-- Problem details --
Your answer should be one number: the count of lines in the records that include the word "PathBuf".

Source records
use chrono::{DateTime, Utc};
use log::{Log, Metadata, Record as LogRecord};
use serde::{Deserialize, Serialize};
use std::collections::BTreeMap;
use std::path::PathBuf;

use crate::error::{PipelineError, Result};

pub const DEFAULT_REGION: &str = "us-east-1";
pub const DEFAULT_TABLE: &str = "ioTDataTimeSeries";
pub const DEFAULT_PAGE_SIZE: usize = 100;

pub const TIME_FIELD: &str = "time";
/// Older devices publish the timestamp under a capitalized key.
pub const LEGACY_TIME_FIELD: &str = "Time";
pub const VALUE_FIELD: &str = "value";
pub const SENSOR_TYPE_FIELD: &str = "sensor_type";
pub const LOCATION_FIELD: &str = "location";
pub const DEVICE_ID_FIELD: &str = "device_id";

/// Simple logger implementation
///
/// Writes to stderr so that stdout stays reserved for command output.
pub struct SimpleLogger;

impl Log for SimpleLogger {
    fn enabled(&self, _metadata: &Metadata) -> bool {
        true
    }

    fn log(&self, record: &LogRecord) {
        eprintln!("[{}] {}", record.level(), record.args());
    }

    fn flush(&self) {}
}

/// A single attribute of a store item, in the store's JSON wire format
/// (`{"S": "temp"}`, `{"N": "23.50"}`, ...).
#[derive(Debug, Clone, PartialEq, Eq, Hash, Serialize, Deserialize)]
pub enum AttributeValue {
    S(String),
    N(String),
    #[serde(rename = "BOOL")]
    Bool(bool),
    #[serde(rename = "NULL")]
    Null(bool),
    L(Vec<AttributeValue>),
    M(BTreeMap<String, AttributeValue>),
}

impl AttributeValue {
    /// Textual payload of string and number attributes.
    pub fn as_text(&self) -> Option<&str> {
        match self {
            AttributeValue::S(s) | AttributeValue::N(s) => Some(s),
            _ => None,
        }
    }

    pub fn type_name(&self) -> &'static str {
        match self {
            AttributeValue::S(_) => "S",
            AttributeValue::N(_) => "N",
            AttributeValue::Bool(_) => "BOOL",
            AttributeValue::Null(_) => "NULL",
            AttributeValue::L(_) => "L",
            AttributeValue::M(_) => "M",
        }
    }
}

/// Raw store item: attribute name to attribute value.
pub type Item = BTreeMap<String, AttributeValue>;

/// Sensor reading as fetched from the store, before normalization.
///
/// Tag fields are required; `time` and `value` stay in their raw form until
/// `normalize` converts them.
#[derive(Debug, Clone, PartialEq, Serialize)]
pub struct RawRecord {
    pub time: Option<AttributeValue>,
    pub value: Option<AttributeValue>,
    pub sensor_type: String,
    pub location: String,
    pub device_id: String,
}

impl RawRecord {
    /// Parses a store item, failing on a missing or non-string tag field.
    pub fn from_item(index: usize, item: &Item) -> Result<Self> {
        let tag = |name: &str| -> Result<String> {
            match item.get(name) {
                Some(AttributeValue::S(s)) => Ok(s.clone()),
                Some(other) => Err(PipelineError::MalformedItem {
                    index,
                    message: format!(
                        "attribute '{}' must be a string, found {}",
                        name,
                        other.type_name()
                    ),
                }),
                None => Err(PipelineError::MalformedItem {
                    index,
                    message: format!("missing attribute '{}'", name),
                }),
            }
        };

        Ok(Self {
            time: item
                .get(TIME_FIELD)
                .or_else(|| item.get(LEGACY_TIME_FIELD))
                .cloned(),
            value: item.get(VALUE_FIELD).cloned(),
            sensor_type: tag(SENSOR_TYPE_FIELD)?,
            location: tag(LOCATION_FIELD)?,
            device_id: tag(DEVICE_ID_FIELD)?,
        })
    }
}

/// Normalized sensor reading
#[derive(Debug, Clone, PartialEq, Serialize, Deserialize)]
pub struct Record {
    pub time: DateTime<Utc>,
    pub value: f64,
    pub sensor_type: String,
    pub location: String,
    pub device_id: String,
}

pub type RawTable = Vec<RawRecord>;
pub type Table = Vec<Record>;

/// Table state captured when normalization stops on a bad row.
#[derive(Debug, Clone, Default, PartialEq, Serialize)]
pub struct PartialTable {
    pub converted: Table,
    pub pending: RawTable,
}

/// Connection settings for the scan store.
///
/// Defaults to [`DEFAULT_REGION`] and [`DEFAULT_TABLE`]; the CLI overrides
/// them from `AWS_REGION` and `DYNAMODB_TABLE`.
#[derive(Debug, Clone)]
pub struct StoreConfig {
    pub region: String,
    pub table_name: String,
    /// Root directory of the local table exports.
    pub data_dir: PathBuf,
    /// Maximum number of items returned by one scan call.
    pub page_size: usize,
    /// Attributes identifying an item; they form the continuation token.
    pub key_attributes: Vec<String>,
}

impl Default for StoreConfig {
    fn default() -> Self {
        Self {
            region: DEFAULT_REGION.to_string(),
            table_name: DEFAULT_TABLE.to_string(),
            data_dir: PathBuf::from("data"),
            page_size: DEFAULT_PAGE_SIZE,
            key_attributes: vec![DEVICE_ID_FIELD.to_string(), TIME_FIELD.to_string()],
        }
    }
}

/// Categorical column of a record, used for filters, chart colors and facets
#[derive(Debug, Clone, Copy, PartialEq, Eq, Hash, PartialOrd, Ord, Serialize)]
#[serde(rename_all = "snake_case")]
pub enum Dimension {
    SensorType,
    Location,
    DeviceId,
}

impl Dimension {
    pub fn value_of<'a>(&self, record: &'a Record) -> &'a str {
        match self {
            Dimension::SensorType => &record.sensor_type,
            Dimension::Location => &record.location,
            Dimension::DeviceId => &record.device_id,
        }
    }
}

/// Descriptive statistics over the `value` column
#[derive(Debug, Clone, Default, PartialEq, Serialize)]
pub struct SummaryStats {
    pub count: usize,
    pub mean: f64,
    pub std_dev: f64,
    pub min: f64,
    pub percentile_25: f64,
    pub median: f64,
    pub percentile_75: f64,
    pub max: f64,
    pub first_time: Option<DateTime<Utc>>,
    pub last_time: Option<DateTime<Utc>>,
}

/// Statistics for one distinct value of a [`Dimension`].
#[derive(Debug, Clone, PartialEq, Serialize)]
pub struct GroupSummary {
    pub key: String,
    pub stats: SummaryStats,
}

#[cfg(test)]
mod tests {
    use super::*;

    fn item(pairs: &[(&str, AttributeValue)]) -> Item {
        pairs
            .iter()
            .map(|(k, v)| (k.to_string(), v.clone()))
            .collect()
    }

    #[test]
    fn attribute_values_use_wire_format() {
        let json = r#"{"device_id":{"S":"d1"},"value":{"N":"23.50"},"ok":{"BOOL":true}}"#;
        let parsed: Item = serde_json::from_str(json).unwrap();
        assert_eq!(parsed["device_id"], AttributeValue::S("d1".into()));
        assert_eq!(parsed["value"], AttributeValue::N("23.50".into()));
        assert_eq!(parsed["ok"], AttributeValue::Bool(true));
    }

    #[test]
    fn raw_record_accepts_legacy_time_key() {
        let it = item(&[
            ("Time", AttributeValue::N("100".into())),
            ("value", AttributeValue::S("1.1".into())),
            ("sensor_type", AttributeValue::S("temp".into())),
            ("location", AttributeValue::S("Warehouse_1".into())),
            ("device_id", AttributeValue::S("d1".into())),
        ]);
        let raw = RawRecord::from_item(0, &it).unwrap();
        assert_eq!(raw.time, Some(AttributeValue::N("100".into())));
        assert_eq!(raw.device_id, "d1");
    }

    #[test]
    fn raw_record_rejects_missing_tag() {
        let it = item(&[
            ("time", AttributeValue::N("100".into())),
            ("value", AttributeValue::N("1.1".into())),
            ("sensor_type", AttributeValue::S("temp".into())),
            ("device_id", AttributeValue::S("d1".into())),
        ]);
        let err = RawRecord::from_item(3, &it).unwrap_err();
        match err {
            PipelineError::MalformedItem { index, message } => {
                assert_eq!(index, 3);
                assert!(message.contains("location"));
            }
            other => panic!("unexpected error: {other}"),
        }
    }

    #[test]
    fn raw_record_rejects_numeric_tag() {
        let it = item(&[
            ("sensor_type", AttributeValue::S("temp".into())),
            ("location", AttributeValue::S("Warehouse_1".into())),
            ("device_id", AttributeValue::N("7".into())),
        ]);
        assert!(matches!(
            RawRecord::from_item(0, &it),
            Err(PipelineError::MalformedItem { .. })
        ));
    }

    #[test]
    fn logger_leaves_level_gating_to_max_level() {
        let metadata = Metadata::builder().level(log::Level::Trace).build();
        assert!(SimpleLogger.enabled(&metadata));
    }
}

-- Solution to the exercise --
3